A ativista social Quitéria Guirengane desconfia que a decisão de suspender a greve dos médicos e dos profissionais de saúde tenha sido unilateral, por isso ainda não de pode falar de alívio.
"Seria um alívio se ouvíssemos um discurso esperançoso. A Associação dos médicos e dos profissionais de saúde demonstrou que não estão satisfeitos. O semblante que acompanha essa decisão é marcado por descontentamento, pois os seus membros percebem a falta de sensibilidade governamental", observa a ativista.
Greve silenciosa
Guirengane teme que, se o Governo não levar a sério, os problemas no setor da saúde, o país poderá enfrentar uma greve silenciosa "que pode resultar em custos humanos significativos em diversas áreas do país."

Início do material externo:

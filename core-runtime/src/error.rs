use thiserror::Error;

#[derive(Error, Debug)]
pub enum Error {
    #[error("Configuration error: {0}")]
    Config(String),

    #[error("Capability missing: {capability} - {message}")]
    CapabilityMissing { capability: String, message: String },
}

pub type Result<T> = std::result::Result<T, Error>;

Júlio Mujojo também está preocupado com a possibilidade de uma greve silenciosa e acredita que o Governo não está "minimizar” o clamor da classe médica.
"O Governo precisa de entender que o médico é essencial para a nossa sociedade. Precisamos de respeitá-lo. O Governo ainda não está a respeitar o lema [o nosso maior valor é a vida], " considera.
E se essa situação persistir, Mujojo alerta "as pessoas estão a morrer diariamente nos hospitais. Agora, as pessoas têm medo de ir ao hospital e preferem morrer em casa", lamenta.
A greve dos médicos e dos profissionais de saúde é apenas a ponta do iceberg dos problemas estruturais que Moçambique enfrenta, lembra a ativista Quitéria Guirengane, "estamos a viver por cima de uma bomba-relógio na área da saúde, da educação, da polícia, da defesa e segurança. Isso deve assustar-nos como povo."